Action item: Give every entry again, exactly.

Stored items
== Segment start ==

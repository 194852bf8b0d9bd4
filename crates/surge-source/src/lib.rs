//! Channel sources for Surge.
//!
//! Implementations of the input boundary: anything that can produce the
//! current batch of channel records for the reconciler.

mod lnd;
mod source;

pub use lnd::{FileSource, parse_list_channels};
pub use source::{ChannelSource, StaticSource};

== Segment end ==

Task answer:
repository 194852bf8b0d9bd4
filename crates/surge-source/src/lib.rs
//! Channel sources for Surge.
//!
//! Implementations of the input boundary: anything that can produce the
//! current batch of channel records for the reconciler.

mod lnd;
mod source;

pub use lnd::{FileSource, parse_list_channels};
pub use source::{ChannelSource, StaticSource};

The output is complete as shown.